Irena (Simone Simon), the tragic artist protagonist of Jacques Tourneur’s Cat People (1942), often frequents the Central Park Zoo, where she’s drawn to a black panther that can do nothing but nervously pace. The more we get to know Irena, we gather that she might see some of herself in this big cat: trapped in a life where freedom feels distant and where that freedom, if it ever is to come, is burdened with the promise of pesky consequence.
Some of that is couched in a common experience. Serbian Irena is an immigrant struggling to assimilate into American society, acutely aware that she’ll have to publicly obscure her cultural idiosyncrasies to better fit into the life she longs for. But more is based in what at first sounds like delusion. Owing to a legend in the village where she was raised, Irena is convinced that she will transform into a beast — a big cat not unlike the caged one she visits — if her body ever surges with too much passion. You’re not sure you buy her beastly claims until she walks into a pet store one day, looking to buy a canary, and every animal goes ballistic, their cages suddenly rendered protective rather than prison-like. “Animals are ever so psychic,” the shop’s owner shrugs.
Irena is transparent about her transformational worries to Oliver (Kent Smith), an all-American marine engineer she meets-cute while out sketching before they officially start dating. But whatever trepidations she has are ignored by a man who’s ready to marry her by the second date. (He seems to chalk up her fantastical-sounding concerns to exotic baggage she’ll be able to rend once they’re wed.) Steamrolling ahead predictably doesn’t solve anything; distance is generated instead.

Jane Randolph, Simone Simon, and Kent Smith in Cat People.
In part because of the era’s strict production code, Irena is only implied to be unwilling to try consummating the marriage. Oliver, in the meantime, gets closer to the coworker, Alice (Jane Randolph), he might have already been in love with before getting together with Irena. She more and more seems to have just been a distraction for a man who proves disinclined to meaningfully support her. Smith’s note-perfectly myopic performance conjures every man you’ve ever met who’s never had to sit long with discomfort — be told what he doesn’t want to hear. It’s no shock when he confides to Alice soon into the marriage that he’s “never been unhappy” — a privilege he concludes is reason enough to shirk his marital responsibilities.
Irene gets increasingly jealous of Alice, stalking her down city streets at night and, most indelibly, while she’s alone at an unlit pool hall for an evening swim. These are bravura sequences, forgoing music for the clicking of heels or echoing screams. Legendary cinematographer Nicholas Musuraca ingeniously indulges in chiaroscuro lighting to let our anxious minds see what isn’t there in the shadows.
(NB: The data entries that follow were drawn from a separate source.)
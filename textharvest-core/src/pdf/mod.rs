//! PDF parsing
//!
//! Pluggable backends behind the `PdfBackend` trait. Which backends exist is
//! decided at compile time through cargo features; a build with none of them
//! still links, but every run reports the capability as unavailable.

pub mod backends;

use crate::error::Result;

pub use backends::{PdfBackend, PdfPages};

#[cfg(feature = "lopdf-backend")]
pub use backends::LopdfBackend;

/// Backend enum for runtime backend selection
pub enum PdfBackendImpl {
    #[cfg(feature = "lopdf-backend")]
    Lopdf(LopdfBackend),
}

impl PdfBackendImpl {
    /// Pick the first backend compiled into this build.
    pub fn detect() -> Result<Self> {
        #[cfg(feature = "lopdf-backend")]
        {
            Ok(PdfBackendImpl::Lopdf(LopdfBackend::new()))
        }

        #[cfg(not(feature = "lopdf-backend"))]
        {
            Err(crate::error::ExtractError::BackendUnavailable(
                "no PDF backend compiled in (build with --features lopdf-backend)".to_string(),
            ))
        }
    }
}

impl PdfBackend for PdfBackendImpl {
    #[cfg_attr(not(feature = "lopdf-backend"), allow(unused_variables))]
    fn open(&self, pdf_bytes: &[u8]) -> Result<Box<dyn PdfPages>> {
        match *self {
            #[cfg(feature = "lopdf-backend")]
            PdfBackendImpl::Lopdf(ref backend) => backend.open(pdf_bytes),
        }
    }

    fn name(&self) -> &str {
        match *self {
            #[cfg(feature = "lopdf-backend")]
            PdfBackendImpl::Lopdf(ref backend) => backend.name(),
        }
    }

    fn is_healthy(&self) -> bool {
        match *self {
            #[cfg(feature = "lopdf-backend")]
            PdfBackendImpl::Lopdf(ref backend) => backend.is_healthy(),
        }
    }
}
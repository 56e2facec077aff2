use crate::config::{ExtractionConfig, ExtractionOptions};
use crate::error::{ExtractError, Result};
use crate::output::RunSummary;
use crate::pdf::{PdfBackend, PdfBackendImpl};
use crate::text::normalize_and_truncate;
use crate::types::*;
use chrono::{DateTime, Utc};
use std::time::Instant;

/// Text pulled out of one document before it becomes a record
struct DocumentText {
    text: String,
    skipped_pages: Vec<u32>,
}

/// Turns (path, label) entries into extraction records, one at a time.
pub struct Extractor {
    backend: Box<dyn PdfBackend>,
    options: ExtractionOptions,
}

impl Extractor {
    /// Create Extractor with an explicit backend
    pub fn new_with_backend(backend: Box<dyn PdfBackend>, options: ExtractionOptions) -> Self {
        Self { backend, options }
    }

    /// Convenience constructor using whichever backend is compiled in
    ///
    /// Fails with `ExtractError::BackendUnavailable` when the build has no
    /// PDF backend at all.
    pub fn with_default_backend(options: ExtractionOptions) -> Result<Self> {
        let backend = PdfBackendImpl::detect()?;
        tracing::debug!("🚀 Using {} backend", backend.name());
        Ok(Self::new_with_backend(Box::new(backend), options))
    }

    /// Get the backend name for logging
    pub fn backend_name(&self) -> &str {
        self.backend.name()
    }

    pub fn options(&self) -> &ExtractionOptions {
        &self.options
    }

    /// Process every entry, unless the backend is not usable at all.
    ///
    /// An unhealthy backend short-circuits the whole run before any entry is
    /// touched; per-entry failures never do.
    pub fn run(&self, entries: &[SourceEntry]) -> RunOutcome {
        if !self.backend.is_healthy() {
            let error = ExtractError::BackendUnavailable(format!(
                "{} is not ready",
                self.backend.name()
            ));
            tracing::error!("❌ {error}");
            return RunOutcome::Unavailable {
                error: error.to_string(),
            };
        }
        RunOutcome::Completed(self.extract_all(entries))
    }

    /// One record per entry, in input order.
    pub fn extract_all(&self, entries: &[SourceEntry]) -> Vec<ExtractionRecord> {
        let start_time = Instant::now();
        tracing::info!(
            "📄 Extracting {} documents with {}",
            entries.len(),
            self.backend.name()
        );

        let records: Vec<ExtractionRecord> =
            entries.iter().map(|entry| self.extract_entry(entry)).collect();

        let failed = records.iter().filter(|r| r.is_failure()).count();
        tracing::info!(
            "⏱️  Extracted {} documents ({} failed) in {:.3}s",
            records.len(),
            failed,
            start_time.elapsed().as_secs_f64()
        );
        records
    }

    /// Process a single entry. Never fails: errors become a failed record.
    pub fn extract_entry(&self, entry: &SourceEntry) -> ExtractionRecord {
        let start_time = Instant::now();
        let display_name = entry.display_name();
        let source = self.options.include_source.then(|| display_name.clone());

        let record = match self.extract_document(entry) {
            Ok(document) => {
                let record = ExtractionRecord::extracted(
                    source,
                    entry.label.clone(),
                    document.text,
                    document.skipped_pages,
                );
                tracing::info!("OK: {} ({} chars)", display_name, record.char_count());
                record
            }
            Err(e) => {
                tracing::warn!("ERR: {}: {}", display_name, e);
                ExtractionRecord::failed(source, entry.label.clone(), e.to_string())
            }
        };

        tracing::debug!(
            "⏱️  {}: {}ms",
            display_name,
            start_time.elapsed().as_millis()
        );
        record
    }

    /// Read, parse, extract page by page, then normalize and truncate.
    fn extract_document(&self, entry: &SourceEntry) -> Result<DocumentText> {
        let path = self.options.resolve(&entry.path);
        let pdf_bytes = std::fs::read(&path).map_err(|source| ExtractError::Read {
            path: path.clone(),
            source,
        })?;

        let document = self.backend.open(&pdf_bytes)?;

        let mut page_texts = Vec::new();
        let mut skipped_pages = Vec::new();
        for page_number in document.page_numbers() {
            match document.page_text(page_number) {
                Ok(text) => page_texts.push(text),
                Err(e) => {
                    tracing::warn!("⚠️  {}: skipping page: {}", entry.display_name(), e);
                    skipped_pages.push(page_number);
                }
            }
        }

        let text = normalize_and_truncate(&page_texts.join(" "), self.options.max_chars);
        Ok(DocumentText {
            text,
            skipped_pages,
        })
    }
}

/// Run a whole manifest with the compiled-in backend.
///
/// A missing backend is reported as `RunOutcome::Unavailable` instead of an
/// array of per-entry errors.
pub fn run(config: &ExtractionConfig) -> RunOutcome {
    run_with_summary(config).0
}

/// Same as [`run`], also returning the run report.
pub fn run_with_summary(config: &ExtractionConfig) -> (RunOutcome, RunSummary) {
    let started_at = Utc::now();
    run_detected(
        Extractor::with_default_backend(config.options()),
        &config.documents,
        started_at,
    )
}

/// Finish a run once backend detection has been attempted.
fn run_detected(
    detected: Result<Extractor>,
    entries: &[SourceEntry],
    started_at: DateTime<Utc>,
) -> (RunOutcome, RunSummary) {
    match detected {
        Ok(extractor) => {
            let outcome = extractor.run(entries);
            let summary =
                RunSummary::from_outcome(&outcome, Some(extractor.backend_name()), started_at);
            (outcome, summary)
        }
        Err(error) => {
            tracing::error!("❌ {error}");
            let outcome = RunOutcome::Unavailable {
                error: error.to_string(),
            };
            let summary = RunSummary::from_outcome(&outcome, None, started_at);
            (outcome, summary)
        }
    }
}
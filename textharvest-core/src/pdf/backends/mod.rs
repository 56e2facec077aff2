//! PDF Backend traits
//!
//! Defines the interface every PDF-parsing backend must implement. The
//! extractor only ever needs two things from a document: the list of pages,
//! and the plain text of one page at a time.

use crate::error::Result;

/// A parsed document that can hand out text page by page.
///
/// Page numbers are 1-indexed and returned in ascending order. A failure on
/// one page must not poison the others.
pub trait PdfPages {
    /// All page numbers in the document
    fn page_numbers(&self) -> Vec<u32>;

    /// Plain text of a single page
    fn page_text(&self, page_number: u32) -> Result<String>;
}

/// Backend trait for PDF parsing
pub trait PdfBackend: Send + Sync {
    /// Parse PDF bytes into a page-addressable document
    fn open(&self, pdf_bytes: &[u8]) -> Result<Box<dyn PdfPages>>;

    /// Backend identifier for logging/debugging
    fn name(&self) -> &str;

    /// Check if backend is ready to parse documents
    fn is_healthy(&self) -> bool;
}

#[cfg(feature = "lopdf-backend")]
pub mod lopdf_backend;

#[cfg(feature = "lopdf-backend")]
pub use self::lopdf_backend::LopdfBackend;
use std::path::PathBuf;
use thiserror::Error;

/// Failures surfaced by the extraction layer.
///
/// Only `BackendUnavailable` is fatal to a run; everything else is scoped to
/// a single entry (or a single page) and ends up as free text in the record.
#[derive(Error, Debug)]
pub enum ExtractError {
    #[error("PDF backend unavailable: {0}")]
    BackendUnavailable(String),

    #[error("Failed to read {}: {source}", .path.display())]
    Read {
        path: PathBuf,
        #[source]
        source: std::io::Error,
    },

    #[error("Failed to parse PDF: {0}")]
    Parse(String),

    #[error("Failed to extract text from page {page}: {message}")]
    Page { page: u32, message: String },
}

pub type Result<T> = std::result::Result<T, ExtractError>;
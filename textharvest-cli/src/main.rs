use anyhow::Result;
use clap::Parser;
use std::io::Write;
use std::path::{Path, PathBuf};

// Import from textharvest-core
use textharvest_core::{run_with_summary, RunOutcome, SourceEntry, DEFAULT_MAX_CHARS};

// Import CLI utilities
use textharvest::{build_config, logging, parse_entry, Overrides};

#[derive(Parser)]
#[command(name = "textharvest")]
#[command(about = "Extract labelled PDF text into a JSON array of records")]
struct Args {
    /// Manifest listing documents and their labels (YAML, or JSON for *.json)
    #[arg(short, long)]
    config: Option<PathBuf>,

    /// Extra document as PATH=LABEL; repeatable, processed after the manifest
    #[arg(short, long = "entry", value_name = "PATH=LABEL", value_parser = parse_entry_arg)]
    entries: Vec<SourceEntry>,

    /// Directory that relative document paths are resolved against
    #[arg(long)]
    base_dir: Option<PathBuf>,

    /// Maximum characters kept per document
    #[arg(long)]
    max_chars: Option<usize>,

    /// Leave the `file` key out of every record
    #[arg(long)]
    omit_source: bool,

    /// Output file path (if not specified, JSON goes to stdout)
    #[arg(short, long)]
    output: Option<PathBuf>,

    /// Indent the JSON output
    #[arg(long)]
    pretty: bool,

    /// Write a run summary (counts, timings, run id) to this path
    #[arg(long)]
    summary: Option<PathBuf>,

    /// Show an example manifest and exit
    #[arg(long)]
    show_configs: bool,

    /// Debug-level logging on stderr (overridden by RUST_LOG)
    #[arg(short, long)]
    verbose: bool,
}

fn parse_entry_arg(raw: &str) -> std::result::Result<SourceEntry, String> {
    parse_entry(raw).map_err(|e| e.to_string())
}

fn main() -> Result<()> {
    let args = Args::parse();

    logging::init(args.verbose);

    if args.show_configs {
        show_help();
        return Ok(());
    }

    let overrides = Overrides {
        base_dir: args.base_dir.clone(),
        max_chars: args.max_chars,
        omit_source: args.omit_source,
        entries: args.entries.clone(),
    };
    let config = build_config(args.config.as_deref(), overrides)?;

    if config.documents.is_empty() {
        tracing::warn!("⚠️  No documents given; pass --config or --entry PATH=LABEL");
    }

    let (outcome, summary) = run_with_summary(&config);

    write_outcome(&outcome, args.output.as_deref(), args.pretty)?;

    if let Some(summary_path) = &args.summary {
        summary.save(summary_path)?;
        tracing::info!("💾 Summary saved to: {}", summary_path.display());
    }

    if outcome.is_unavailable() {
        std::process::exit(1);
    }

    Ok(())
}

fn write_outcome(outcome: &RunOutcome, output: Option<&Path>, pretty: bool) -> Result<()> {
    match output {
        Some(path) => {
            outcome.save(path, pretty)?;
            tracing::info!("💾 Results saved to: {}", path.display());
        }
        None => {
            let stdout = std::io::stdout();
            let mut handle = stdout.lock();
            outcome.write_to(&mut handle, pretty)?;
            handle.flush()?;
        }
    }
    Ok(())
}

fn show_help() {
    eprintln!("\n📋 Manifest format (YAML, or the same keys as JSON):");
    eprintln!("  base_dir: /path/to/pdfs       # optional, joins relative paths");
    eprintln!("  max_chars: {}               # optional", DEFAULT_MAX_CHARS);
    eprintln!("  include_source: true          # optional, emit the `file` key");
    eprintln!("  documents:");
    eprintln!("    - path: intro.pdf");
    eprintln!("      label: Introduction");
    eprintln!("    - path: /abs/path/ethics.pdf");
    eprintln!("      label: Ethics");

    eprintln!("\n📄 Output (stdout unless --output):");
    eprintln!("  [{{\"file\": ..., \"category\": ..., \"text\": ..., \"chars\": N}}, ...]");
    eprintln!("  Failed documents carry \"text\": \"\", \"chars\": 0 and an \"error\" message.");
    eprintln!("  Without a PDF backend the output is a single {{\"error\": ...}} object.");

    eprintln!("\n📝 Usage Examples:");
    eprintln!("  textharvest -c manifest.yaml > records.json");
    eprintln!("  textharvest -e intro.pdf=Introduction -e law.pdf=Law --base-dir ./pdfs");
    eprintln!("  textharvest -c manifest.yaml --omit-source --pretty -o out.json --summary run.json");
}
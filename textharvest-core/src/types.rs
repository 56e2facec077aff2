use serde::ser::{SerializeMap, Serializer};
use serde::{Deserialize, Serialize};
use std::path::PathBuf;

// ===== INPUT TYPES =====

/// One manifest entry: where the PDF lives and the category it belongs to.
#[derive(Debug, Clone, Serialize, Deserialize, PartialEq, Eq)]
pub struct SourceEntry {
    /// Absolute path, or a path relative to the manifest's `base_dir`
    pub path: PathBuf,
    /// Human-assigned category, never derived from content
    #[serde(alias = "category")]
    pub label: String,
}

impl SourceEntry {
    pub fn new(path: impl Into<PathBuf>, label: impl Into<String>) -> Self {
        Self {
            path: path.into(),
            label: label.into(),
        }
    }

    /// The location as written in the manifest, used for the `file` key
    /// and for progress lines.
    pub fn display_name(&self) -> String {
        self.path.to_string_lossy().into_owned()
    }
}

// ===== PER-ITEM OUTPUT =====

/// Result of processing one entry.
#[derive(Debug, Clone, PartialEq, Eq)]
pub enum ItemOutcome {
    /// The document opened. Pages that could not be read are listed in
    /// `skipped_pages` (1-indexed) rather than failing the item.
    Extracted {
        text: String,
        char_count: usize,
        skipped_pages: Vec<u32>,
    },
    /// The document could not be read or parsed at all.
    Failed { error: String },
}

/// One output record, in input order.
///
/// Wire shape: `{file?, category, text, chars, error?, skipped_pages?}`.
/// A failed item still carries `text: ""` and `chars: 0` so consumers can
/// treat every element uniformly.
#[derive(Debug, Clone, PartialEq, Eq)]
pub struct ExtractionRecord {
    pub source: Option<String>,
    pub label: String,
    pub outcome: ItemOutcome,
}

impl ExtractionRecord {
    pub fn extracted(
        source: Option<String>,
        label: String,
        text: String,
        skipped_pages: Vec<u32>,
    ) -> Self {
        let char_count = text.chars().count();
        Self {
            source,
            label,
            outcome: ItemOutcome::Extracted {
                text,
                char_count,
                skipped_pages,
            },
        }
    }

    pub fn failed(source: Option<String>, label: String, error: String) -> Self {
        Self {
            source,
            label,
            outcome: ItemOutcome::Failed { error },
        }
    }

    pub fn text(&self) -> &str {
        match &self.outcome {
            ItemOutcome::Extracted { text, .. } => text,
            ItemOutcome::Failed { .. } => "",
        }
    }

    pub fn char_count(&self) -> usize {
        match &self.outcome {
            ItemOutcome::Extracted { char_count, .. } => *char_count,
            ItemOutcome::Failed { .. } => 0,
        }
    }

    pub fn error(&self) -> Option<&str> {
        match &self.outcome {
            ItemOutcome::Extracted { .. } => None,
            ItemOutcome::Failed { error } => Some(error),
        }
    }

    pub fn skipped_pages(&self) -> &[u32] {
        match &self.outcome {
            ItemOutcome::Extracted { skipped_pages, .. } => skipped_pages,
            ItemOutcome::Failed { .. } => &[],
        }
    }

    pub fn is_failure(&self) -> bool {
        matches!(self.outcome, ItemOutcome::Failed { .. })
    }
}

impl Serialize for ExtractionRecord {
    fn serialize<S: Serializer>(&self, serializer: S) -> Result<S::Ok, S::Error> {
        let mut map = serializer.serialize_map(None)?;
        if let Some(source) = &self.source {
            map.serialize_entry("file", source)?;
        }
        map.serialize_entry("category", &self.label)?;
        map.serialize_entry("text", self.text())?;
        map.serialize_entry("chars", &self.char_count())?;
        match &self.outcome {
            ItemOutcome::Extracted { skipped_pages, .. } if !skipped_pages.is_empty() => {
                map.serialize_entry("skipped_pages", skipped_pages)?;
            }
            ItemOutcome::Extracted { .. } => {}
            ItemOutcome::Failed { error } => {
                map.serialize_entry("error", error)?;
            }
        }
        map.end()
    }
}

// ===== RUN OUTPUT =====

/// Top-level outcome of a run.
///
/// `Completed` serializes as a JSON array of records; `Unavailable` as a
/// single `{"error": ...}` object, emitted when no PDF backend could be used
/// and nothing was processed.
#[derive(Debug, Clone, PartialEq, Eq, Serialize)]
#[serde(untagged)]
pub enum RunOutcome {
    Completed(Vec<ExtractionRecord>),
    Unavailable { error: String },
}

impl RunOutcome {
    pub fn records(&self) -> &[ExtractionRecord] {
        match self {
            RunOutcome::Completed(records) => records,
            RunOutcome::Unavailable { .. } => &[],
        }
    }

    pub fn is_unavailable(&self) -> bool {
        matches!(self, RunOutcome::Unavailable { .. })
    }
}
Irena herself is often visually placed “in darkness, cast the silhouettes of other characters on the wall behind her, enclose her with shadows that work like a cage,” Roger Ebert observed in his review of the movie.

Simone Simon in Cat People.
At face value, Cat People is a story of a cursed woman fruitlessly yearning to leave her past traumas behind. But today it’s difficult not to see the gay subtext in this movie featuring a character repressing her true sexual self and whose envy of another, more conventional woman seems raveled in underlying attraction. She seems at once tortured and a little comforted by the endlessness of her capacious loneliness. “I like the dark,” she admits. “It’s friendly.”
Irena is, from certain angles, Cat People’s villain, but one’s sympathy for her is likely to supersede ill will potentially inspired by the dark path she goes on during the film’s final stretch. We can’t picture her without sadness wilting her eyes. When Irena first meets Oliver, she confesses to not having made friends or found community since immigrating to America. The ribbons she often wears in her hair and the soft, girlish way she speaks suggests someone frozen in childhood. (Her earliest years were defined by formative traumas: her dad died tragically, and her mom was accused of witchcraft and made a pariah in their village.) It’s crushing to see her vulnerability taken for granted by Oliver, whose strain of thoughtlessness will see him on one occasion take Irena on a museum date only to treat her like a third wheel to him and the also-invited Alice. Queer viewers will no doubt recognize the weight of living with the kind of secret you worry will upend your life, the way those closest to you might look at you. Simon’s performance, which you can feel carrying that self-imposed heaviness, is among the genre’s greatest, making vivid the visceral terror of imminent, destructive transformation. She’s one of few horror characters whose torment makes you genuinely sad.
Cat People was the first and arguably best in a series of low-budget horror movies the producer Val Lewton oversaw for RKO Pictures for a brief period in the 1940s. It was common for their effectively told stories to have otherwise taboo real-world resonance beyond what was happening literally; each inventively used shadows to mask the limitations of their $150,000-or-fewer budgets, with set pieces — Cat People included — memorable precisely because of what they insinuated with tantalizing slivers of light and patches of dark. Paul Schrader’s 1982 remake of Cat People, longer and more literal, accidentally argues for the minimalism and ingenuity Lewton and his collaborators mastered. Sometimes less really is more.